## Data
//! Client builder for constructing gateway clients with composable layers

use std::{sync::Arc, time::Duration};

use tower::{timeout::error::Elapsed, util::BoxCloneService, BoxError, ServiceBuilder};
use url::Url;

use crate::{
    client::{AgentClient, ClientConfig},
    codec::{Codec, JsonRpcCodec},
    credential::CredentialProvider,
    layer::{AgentValidationLayer, AuthCredentials, AuthLayer},
    protocol::error::AgentError,
    service::{AgentProtocolService, AgentRequest, AgentResponse},
    transport::{HttpTransport, Transport},
};

/// The assembled service stack behind an [`AgentClient`]
///
/// Layers, outermost first: error mapping, timeout, authentication,
/// validation, protocol service.
pub type AgentService = BoxCloneService<AgentRequest, AgentResponse, AgentError>;

/// Recover an [`AgentError`] from a boxed middleware error
fn map_boxed_error(error: BoxError) -> AgentError {
    if error.is::<Elapsed>() {
        return AgentError::Timeout;
    }

    match error.downcast::<AgentError>() {
        Ok(error) => *error,
        Err(other) => AgentError::Other(other.to_string()),
    }
}

/// Builder for constructing gateway clients
///
/// This builder provides a fluent API for configuring and building a client
/// with customizable transport, codec, authentication and timeout.
///
/// # Example
///
/// ```rust,no_run
/// use tower_chat_agent::prelude::*;
/// use std::time::Duration;
///
/// # async fn example() -> Result<(), Box<dyn std::error::Error>> {
/// let url = "http://localhost:8080/api/v1/dev/aigateway/agents".parse().unwrap();
/// let mut client = AgentClientBuilder::new_http(url)
///     .with_bearer_auth("token123")
///     .with_timeout(Duration::from_secs(60))
///     .build()?;
///
/// let registry = client.list_agents().await?;
/// println!("{} agents", registry.agents.len());
/// # Ok(())
/// # }
/// ```
///
/// # Compiler Error
/// This will fail to compile if it is not clear to the compiler which type
/// implementing `Transport` is being used as underlying transport. This is
/// expected behaviour.
///
/// ```compile_fail
/// let client = AgentClientBuilder::new(agent_url()).build();
/// ```
pub struct AgentClientBuilder<T: Transport> {
    agent_url: Url,
    transport: Option<T>,
    codec: Option<Arc<dyn Codec>>,
    credentials: Option<Arc<dyn CredentialProvider>>,
    timeout: Duration,
}

impl<T: Transport> AgentClientBuilder<T> {
    /// Create a builder for a target URL
    ///
    /// # Arguments
    ///
    /// * `agent_url` - The URL of the target (used for request context)
    pub fn new(agent_url: Url) -> Self {
        Self {
            agent_url,
            transport: None,
            codec: None,
            credentials: None,
            timeout: Duration::from_secs(30),
        }
    }

    /// Use a custom transport
    ///
    /// # Arguments
    ///
    /// * `transport` - The transport implementation to use
    pub fn with_transport(mut self, transport: T) -> Self {
        self.transport = Some(transport);
        self
    }

    /// Use a custom codec
    ///
    /// # Arguments
    ///
    /// * `codec` - The codec implementation to use
    pub fn with_codec(mut self, codec: Arc<dyn Codec>) -> Self {
        self.codec = Some(codec);
        self
    }

    /// Enable bearer token authentication
    ///
    /// # Arguments
    ///
    /// * `token` - The bearer token for authentication
    pub fn with_bearer_auth(self, token: impl Into<String>) -> Self {
        self.with_auth(AuthCredentials::bearer(token))
    }

    /// Enable API key authentication
    ///
    /// # Arguments
    ///
    /// * `key` - The API key
    /// * `header` - The header name for the API key (e.g., "api-key")
    pub fn with_api_key_auth(self, key: impl Into<String>, header: impl Into<String>) -> Self {
        self.with_auth(AuthCredentials::api_key(key, header))
    }

    /// Set static authentication credentials
    pub fn with_auth(mut self, credentials: AuthCredentials) -> Self {
        self.credentials = Some(Arc::new(credentials));
        self
    }

    /// Ask a provider for credentials on every request
    ///
    /// Passing `None` removes any configured authentication.
    pub fn with_credential_provider(
        mut self,
        provider: Option<Arc<dyn CredentialProvider>>,
    ) -> Self {
        self.credentials = provider;
        self
    }

    /// Set the request timeout
    ///
    /// # Arguments
    ///
    /// * `timeout` - The timeout duration for requests
    pub fn with_timeout(mut self, timeout: Duration) -> Self {
        self.timeout = timeout;
        self
    }

    /// Build the client
    ///
    /// This assembles all the Tower layers and returns a configured client.
    ///
    /// # Returns
    ///
    /// A configured `AgentClient` ready to use
    ///
    /// # Errors
    ///
    /// Returns an error if no transport has been configured
    pub fn build(self) -> Result<AgentClient<AgentService>, AgentError> {
        let transport = self.transport.ok_or_else(|| {
            AgentError::Config("Transport not configured. Call with_transport()".into())
        })?;

        let codec = self.codec.unwrap_or_else(|| Arc::new(JsonRpcCodec::new()));

        let service = ServiceBuilder::new()
            .map_err(map_boxed_error)
            .timeout(self.timeout)
            .layer(AuthLayer::optional(self.credentials))
            .layer(AgentValidationLayer::new())
            .service(AgentProtocolService::new(transport, codec));

        let config = ClientConfig::new(self.agent_url).with_timeout(self.timeout);

        Ok(AgentClient::new(BoxCloneService::new(service), config))
    }
}

impl AgentClientBuilder<HttpTransport> {
    /// Create a new client builder with HTTP transport (JSON-RPC binding)
    ///
    /// # Arguments
    ///
    /// * `agent_url` - The URL requests are sent to
    pub fn new_http(agent_url: Url) -> Self {
        let transport = HttpTransport::new(agent_url.clone());
        Self::new(agent_url).with_transport(transport)
    }
}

## What this task involves
Above are the entries; repeat their lines exactly, from the first through the one that contains "validation, protocol service.".

## Task answer
//! Client builder for constructing gateway clients with composable layers

use std::{sync::Arc, time::Duration};

use tower::{timeout::error::Elapsed, util::BoxCloneService, BoxError, ServiceBuilder};
use url::Url;

use crate::{
    client::{AgentClient, ClientConfig},
    codec::{Codec, JsonRpcCodec},
    credential::CredentialProvider,
    layer::{AgentValidationLayer, AuthCredentials, AuthLayer},
    protocol::error::AgentError,
    service::{AgentProtocolService, AgentRequest, AgentResponse},
    transport::{HttpTransport, Transport},
};

/// The assembled service stack behind an [`AgentClient`]
///
/// Layers, outermost first: error mapping, timeout, authentication,
/// validation, protocol service.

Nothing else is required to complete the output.